### PROVIDED ENTRIES
■ ■ ■ ■ ■
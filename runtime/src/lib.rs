//! # Surebook Runtime
//!
//! The booking engine: command handlers, outbox delivery, and the failure
//! containment around external providers.
//!
//! ## Core Components
//!
//! - **`BookingEngine`**: the assembled facade — create, pay, webhook, and
//!   outbox processing over one storage backend
//! - **Handlers**: one struct per command, each an idempotent unit of work
//! - **`OutboxWorker`**: polls for due `BOOK_SUPPLIER` events and delivers
//!   them with retry, backoff, and dead-lettering
//! - **Circuit breakers**: independent per provider class, composed with
//!   timeouts and a single in-window retry via [`protected::protected_call`]
//!
//! ## Example
//!
//! ```ignore
//! use surebook_runtime::{BookingEngine, RuntimeConfig};
//!
//! let engine = BookingEngine::new(storage, payments, suppliers, clock, RuntimeConfig::from_env());
//!
//! let reply = engine.create_reservation(&request, idempotency_key).await?;
//! let reply = engine.pay_reservation(&code, &pay, idempotency_key).await?;
//!
//! // Background delivery:
//! let worker = engine.worker();
//! tokio::spawn(async move { worker.run(shutdown_rx).await });
//! ```

/// Circuit breaker with a single half-open probe
pub mod circuit_breaker;

/// Environment-driven runtime configuration
pub mod config;

/// The assembled engine facade
pub mod engine;

/// Command handlers and the outbox processor
pub mod handlers;

/// HTTP-backed supplier gateway
pub mod http_gateway;

/// Metric registration and descriptions
pub mod metrics;

/// Timeout + retry + breaker composition for gateway calls
pub mod protected;

/// Routing from (supplier, country) to a gateway
pub mod registry;

/// Unit-of-work retry for storage contention
pub mod uow;

/// Background outbox polling
pub mod worker;

pub use circuit_breaker::{CircuitBreaker, CircuitBreakerConfig, CircuitBreakerError};
pub use config::RuntimeConfig;
pub use engine::BookingEngine;
pub use handlers::{
    CreateReservationRequest, HandlerError, PayReservationRequest, ProcessOutcome, Reply,
    WebhookOutcome,
};
pub use registry::SupplierRegistry;
pub use worker::OutboxWorker;
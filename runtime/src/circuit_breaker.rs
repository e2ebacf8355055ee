//! Circuit breaker guarding external gateway calls.
//!
//! After a run of consecutive failures the circuit opens and rejects calls
//! without attempting I/O, so a struggling payment provider or supplier
//! system is not hammered while it recovers.
//!
//! # States
//!
//! - **Closed**: calls pass through; consecutive failures are counted.
//! - **Open**: calls are rejected immediately until the cooldown elapses.
//! - **HalfOpen**: exactly one probe call is in flight; everyone else is
//!   rejected until it reports back. Probe success closes the circuit, probe
//!   failure reopens it and restarts the cooldown.
//!
//! Breakers are injected at call sites and cloned freely (state is shared
//! behind `Arc`), so each test constructs its own.
//!
//! # Example
//!
//! ```rust
//! use surebook_runtime::circuit_breaker::{CircuitBreaker, CircuitBreakerConfig};
//! use std::time::Duration;
//!
//! # async fn example() {
//! let breaker = CircuitBreaker::new(
//!     CircuitBreakerConfig::builder()
//!         .failure_threshold(5)
//!         .cooldown(Duration::from_secs(60))
//!         .build(),
//! );
//!
//! match breaker.call(|| async { Ok::<_, String>(42) }).await {
//!     Ok(result) => println!("Success: {result}"),
//!     Err(e) => println!("Failed: {e}"),
//! }
//! # }
//! ```

use std::sync::Arc;
use std::sync::atomic::{AtomicU64, Ordering};
use std::time::{Duration, Instant};

use thiserror::Error;
use tokio::sync::RwLock;

/// Circuit breaker configuration.
#[derive(Debug, Clone)]
pub struct CircuitBreakerConfig {
    /// Consecutive failures before the circuit opens
    pub failure_threshold: usize,
    /// How long the circuit stays open before allowing a probe
    pub cooldown: Duration,
}

impl Default for CircuitBreakerConfig {
    fn default() -> Self {
        Self {
            failure_threshold: 5,
            cooldown: Duration::from_secs(60),
        }
    }
}

impl CircuitBreakerConfig {
    /// Create a new configuration builder.
    #[must_use]
    pub const fn builder() -> CircuitBreakerConfigBuilder {
        CircuitBreakerConfigBuilder {
            failure_threshold: None,
            cooldown: None,
        }
    }
}

/// Builder for [`CircuitBreakerConfig`].
#[derive(Debug, Clone)]
pub struct CircuitBreakerConfigBuilder {
    failure_threshold: Option<usize>,
    cooldown: Option<Duration>,
}

impl CircuitBreakerConfigBuilder {
    /// Set how many consecutive failures open the circuit.
    #[must_use]
    pub const fn failure_threshold(mut self, threshold: usize) -> Self {
        self.failure_threshold = Some(threshold);
        self
    }

    /// Set how long the circuit stays open before a probe is allowed.
    #[must_use]
    pub const fn cooldown(mut self, cooldown: Duration) -> Self {
        self.cooldown = Some(cooldown);
        self
    }

    /// Build the configuration.
    #[must_use]
    pub fn build(self) -> CircuitBreakerConfig {
        CircuitBreakerConfig {
            failure_threshold: self.failure_threshold.unwrap_or(5),
            cooldown: self.cooldown.unwrap_or(Duration::from_secs(60)),
        }
    }
}

/// Circuit breaker state.
#[derive(Debug, Clone, Copy, PartialEq, Eq)]
pub enum State {
    /// Calls pass through normally
    Closed,
    /// Calls are rejected immediately
    Open,
    /// A single probe call is testing recovery
    HalfOpen,
}

/// Errors from calls made through the breaker.
#[derive(Error, Debug)]
pub enum CircuitBreakerError<E> {
    /// Circuit is open, call rejected without attempting I/O
    #[error("Circuit breaker is open")]
    Open,
    /// The wrapped operation failed
    #[error("Operation failed: {0}")]
    Inner(E),
}

#[derive(Debug)]
struct BreakerState {
    state: State,
    failure_count: usize,
    opened_at: Option<Instant>,
    probe_started_at: Option<Instant>,
}

/// Fail-fast guard around an unreliable external service.
#[derive(Debug, Clone)]
pub struct CircuitBreaker {
    config: Arc<CircuitBreakerConfig>,
    state: Arc<RwLock<BreakerState>>,
    total_calls: Arc<AtomicU64>,
    total_successes: Arc<AtomicU64>,
    total_failures: Arc<AtomicU64>,
    total_rejections: Arc<AtomicU64>,
}

impl CircuitBreaker {
    /// Create a new circuit breaker with the given configuration.
    #[must_use]
    pub fn new(config: CircuitBreakerConfig) -> Self {
        Self {
            config: Arc::new(config),
            state: Arc::new(RwLock::new(BreakerState {
                state: State::Closed,
                failure_count: 0,
                opened_at: None,
                probe_started_at: None,
            })),
            total_calls: Arc::new(AtomicU64::new(0)),
            total_successes: Arc::new(AtomicU64::new(0)),
            total_failures: Arc::new(AtomicU64::new(0)),
            total_rejections: Arc::new(AtomicU64::new(0)),
        }
    }

    /// Current state of the circuit.
    pub async fn state(&self) -> State {
        self.state.read().await.state
    }

    /// Call an operation through the circuit breaker.
    ///
    /// # Errors
    ///
    /// Returns `CircuitBreakerError::Open` if the circuit rejected the call
    /// and `CircuitBreakerError::Inner` if the operation itself failed.
    pub async fn call<F, Fut, T, E>(&self, operation: F) -> Result<T, CircuitBreakerError<E>>
    where
        F: FnOnce() -> Fut,
        Fut: std::future::Future<Output = Result<T, E>>,
    {
        self.total_calls.fetch_add(1, Ordering::Relaxed);

        if !self.admit().await {
            self.total_rejections.fetch_add(1, Ordering::Relaxed);
            metrics::counter!("surebook_breaker_rejections_total").increment(1);
            tracing::warn!("Circuit breaker is OPEN, rejecting call");
            return Err(CircuitBreakerError::Open);
        }

        match operation().await {
            Ok(result) => {
                self.on_success().await;
                self.total_successes.fetch_add(1, Ordering::Relaxed);
                Ok(result)
            }
            Err(err) => {
                self.on_failure().await;
                self.total_failures.fetch_add(1, Ordering::Relaxed);
                Err(CircuitBreakerError::Inner(err))
            }
        }
    }

    /// Decide whether this call may proceed, transitioning state if the
    /// cooldown has elapsed.
    async fn admit(&self) -> bool {
        let mut state = self.state.write().await;

        match state.state {
            State::Closed => true,
            State::Open => {
                let cooled_down = state
                    .opened_at
                    .is_some_and(|t| t.elapsed() >= self.config.cooldown);
                if cooled_down {
                    tracing::info!("Circuit breaker transitioning OPEN -> HALF_OPEN");
                    metrics::counter!("surebook_breaker_transitions_total", "to" => "half_open")
                        .increment(1);
                    state.state = State::HalfOpen;
                    state.probe_started_at = Some(Instant::now());
                    true
                } else {
                    false
                }
            }
            State::HalfOpen => {
                // One probe at a time. A probe that never reported back stops
                // blocking further probes after another full cooldown.
                match state.probe_started_at {
                    Some(started) if started.elapsed() < self.config.cooldown => false,
                    _ => {
                        state.probe_started_at = Some(Instant::now());
                        true
                    }
                }
            }
        }
    }

    async fn on_success(&self) {
        let mut state = self.state.write().await;

        match state.state {
            State::Closed => {
                state.failure_count = 0;
            }
            State::HalfOpen => {
                tracing::info!("Circuit breaker transitioning HALF_OPEN -> CLOSED");
                metrics::counter!("surebook_breaker_transitions_total", "to" => "closed")
                    .increment(1);
                state.state = State::Closed;
                state.failure_count = 0;
                state.opened_at = None;
                state.probe_started_at = None;
            }
            State::Open => {
                // A slow call admitted before the circuit opened; its success
                // does not close the circuit early.
                state.failure_count = 0;
            }
        }
    }

    async fn on_failure(&self) {
        let mut state = self.state.write().await;

        match state.state {
            State::Closed => {
                state.failure_count += 1;
                if state.failure_count >= self.config.failure_threshold {
                    tracing::warn!(
                        failures = state.failure_count,
                        threshold = self.config.failure_threshold,
                        "Circuit breaker transitioning CLOSED -> OPEN"
                    );
                    metrics::counter!("surebook_breaker_transitions_total", "to" => "open")
                        .increment(1);
                    state.state = State::Open;
                    state.opened_at = Some(Instant::now());
                }
            }
            State::HalfOpen => {
                tracing::warn!("Circuit breaker transitioning HALF_OPEN -> OPEN (probe failed)");
                metrics::counter!("surebook_breaker_transitions_total", "to" => "open")
                    .increment(1);
                state.state = State::Open;
                state.opened_at = Some(Instant::now());
                state.probe_started_at = None;
            }
            State::Open => {
                state.failure_count += 1;
            }
        }
    }

    /// Counters for monitoring.
    #[must_use]
    pub fn metrics(&self) -> CircuitBreakerMetrics {
        CircuitBreakerMetrics {
            total_calls: self.total_calls.load(Ordering::Relaxed),
            total_successes: self.total_successes.load(Ordering::Relaxed),
            total_failures: self.total_failures.load(Ordering::Relaxed),
            total_rejections: self.total_rejections.load(Ordering::Relaxed),
        }
    }

    /// Reset the circuit to closed.
    ///
    /// Useful for tests and manual intervention.
    pub async fn reset(&self) {
        let mut state = self.state.write().await;
        tracing::info!("Circuit breaker manually reset to CLOSED");
        state.state = State::Closed;
        state.failure_count = 0;
        state.opened_at = None;
        state.probe_started_at = None;
    }
}

/// Counters for circuit breaker monitoring.
#[derive(Debug, Clone, Copy)]
pub struct CircuitBreakerMetrics {
    /// Calls attempted, including rejected ones
    pub total_calls: u64,
    /// Calls that reached the operation and succeeded
    pub total_successes: u64,
    /// Calls that reached the operation and failed
    pub total_failures: u64,
    /// Calls rejected because the circuit was open
    pub total_rejections: u64,
}

impl CircuitBreakerMetrics {
    /// Fraction of calls rejected without attempting I/O.
    #[must_use]
    #[allow(clippy::cast_precision_loss)]
    pub fn rejection_rate(&self) -> f64 {
        if self.total_calls == 0 {
            return 0.0;
        }
        self.total_rejections as f64 / self.total_calls as f64
    }
}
■ ■ ■ ■ ■
### TO DO
What lines in the entries above hold "warn"? Copy every one.

### REPLY TO THE EXERCISE
            tracing::warn!("Circuit breaker is OPEN, rejecting call");
                    tracing::warn!(
                tracing::warn!("Circuit breaker transitioning HALF_OPEN -> OPEN (probe failed)");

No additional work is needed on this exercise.